Although the Pelicans’ late-game lineups in preseason are not necessarily reflective of what they’ll use in the regular season – Monty Williams has rested his starters in fourth quarters – Roberts has made an early, compelling case to be on the floor. After missing the preseason opener at Houston due to an ankle injury, the veteran of overseas professional basketball scored 27 of his 33 total points in fourth quarters. A dangerous perimeter shooter who made 38.6 percent of his three-point attempts as an NBA rookie, Roberts also shot an outstanding 90.9 percent from the foul line last season. In his backup point guard role, he compiled an excellent assist-to-turnover ratio of 3.1 in 2012-13. Add it all up, and the 27-year-old possesses several traits that make him valuable down the stretch of close games.

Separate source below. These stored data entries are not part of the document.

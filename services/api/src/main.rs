use party_scheduler_api::run;

#[tokio::main]
async fn main() {
    if let Err(err) = run().await {
        eprintln!("application error: {err}");
        std::process::exit(1);
    }
}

“Brian can finish games,” Williams said. “His shooting ability stretches the floor, and he can make free throws.”
Almost exclusively as a result of his big fourth quarters, Roberts is New Orleans’ second-leading scorer in preseason at 16.5 points per game, behind only Anthony Davis (25.0). He’s averaged 24.0 minutes in his two appearances, which ranks sixth on the Pelicans.
“I was happy when he got his opportunity here in New Orleans,” said Pelicans guard Anthony Morrow, who like Roberts went undrafted in 2008. “He’s definitely capitalizing on it.”
In some respects, Roberts is a throwback guard, with a polished skill set that allows him to play either backcourt position, on or off the ball. During his ultra-successful career as a pro in Germany, he was a go-to scorer and relied upon to make critical baskets, invaluable experience that has helped him in the NBA.
“He’s definitely a pro guard,” Morrow said. “He can do a lot of things. He works hard. Defensively he’s made a lot of strides. He has quick hands and can make shots offensively and can run a team. I’m really impressed by him.”
It’s an extremely small sample of 48 minutes played in two preseason games, but Roberts has shot 50 percent from the floor (10-for-20) and is perfect in his three attempts from three-point range. Not surprisingly, he’s again at 90.9 percent (10-for-11) on free throws. As the floor leader of the Pelicans’ second unit, perhaps his best statistic is zero turnovers to go with eight assists.
Given the Pelicans’ recent infusion of talent and the team’s overall backcourt depth, there’s no guarantee that Roberts will have a similar role when the regular season begins Oct. 30. Still, at this extremely early juncture of the season, Roberts has been one of several positive developments for the Pelicans, who are 3-0 in no small part due to his timely buckets. New Orleans has won its three games by a combined seven points.
“That’s something that’s key for Coach (Williams) – he wants us to finish games,” Roberts said after Wednesday’s win vs. Orlando. “When I’m out there, I’m another guy he wants to look at on the court, maybe. It feels good. (But) we had a lot of guys step up and make good plays. It wasn’t just me... It was just overall a great team win.”